[Opening DATA FOR THIS TASK section]

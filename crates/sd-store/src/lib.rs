// Recording catalog for specdiv: clips stored under explicit (user, machine, timestamp) keys.

pub mod catalog;
pub mod error;
pub mod key;

pub use catalog::{RecordingEntry, RecordingStore};
pub use error::StoreError;
pub use key::RecordingKey;
use std::thread;

use rayon::prelude::*;
use sd_core::signal::DivergenceReport;
use sd_core::traits::SpectralMetric;

use crate::divergence::DivergenceCalculator;
use crate::error::AudioError;
use crate::loader::AudioSource;

/// Résultat d'une comparaison, tel que livré par les workers.
pub type CompareResult = Result<DivergenceReport, AudioError>;

/// Run one comparison on a dedicated thread, keeping the caller responsive.
///
/// The receiver yields exactly one result. Dropping it early is harmless: the
/// worker finishes its comparison and discards the result.
///
/// # Errors
/// Returns [`AudioError::Worker`] if the thread cannot be spawned.
///
/// # Example
/// ```no_run
/// use sd_audio::divergence::DivergenceCalculator;
/// use sd_audio::loader::AudioSource;
/// use sd_audio::worker::spawn_comparison;
/// use sd_core::config::CompareParams;
/// use std::path::PathBuf;
///
/// let calc = DivergenceCalculator::new(CompareParams::default()).unwrap();
/// let rx = spawn_comparison(
///     calc,
///     AudioSource::from(PathBuf::from("a.wav")),
///     AudioSource::from(PathBuf::from("b.wav")),
/// )
/// .unwrap();
/// let report = rx.recv().unwrap().unwrap();
/// ```
pub fn spawn_comparison<M>(
    calculator: DivergenceCalculator<M>,
    sample: AudioSource,
    reference: AudioSource,
) -> Result<flume::Receiver<CompareResult>, AudioError>
where
    M: SpectralMetric + 'static,
    AudioError: From<M::Error>,
{
    let (tx, rx) = flume::bounded(1);

    thread::Builder::new()
        .name("sd-compare".to_string())
        .spawn(move || {
            let result = calculator.compute(&sample, &reference);
            if tx.send(result).is_err() {
                log::debug!("Résultat de comparaison abandonné : récepteur fermé");
            }
        })
        .map_err(|e| AudioError::Worker(e.to_string()))?;

    Ok(rx)
}

/// Compare one sample against many references in parallel.
///
/// The sample is loaded once. Results come back in the order of
/// `references`; a reference that fails to load only fails its own slot.
///
/// # Errors
/// Returns the sample's [`AudioError::Load`] if the sample itself cannot be loaded.
pub fn compare_against<M>(
    calculator: &DivergenceCalculator<M>,
    sample: &AudioSource,
    references: &[AudioSource],
) -> Result<Vec<CompareResult>, AudioError>
where
    M: SpectralMetric,
    AudioError: From<M::Error>,
{
    let sample_signal = calculator.loader().load(sample)?;

    let results = references
        .par_iter()
        .map(|reference| {
            let reference_signal = calculator.loader().load(reference)?;
            calculator.compare_signals(&sample_signal, &reference_signal)
        })
        .collect();

    Ok(results)
}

[Closing DATA FOR THIS TASK section]

The word to find is "cannot". Copy every line of the records that holds it.

### RESULT OF THE TASK
/// Returns [`AudioError::Worker`] if the thread cannot be spawned.
/// Returns the sample's [`AudioError::Load`] if the sample itself cannot be loaded.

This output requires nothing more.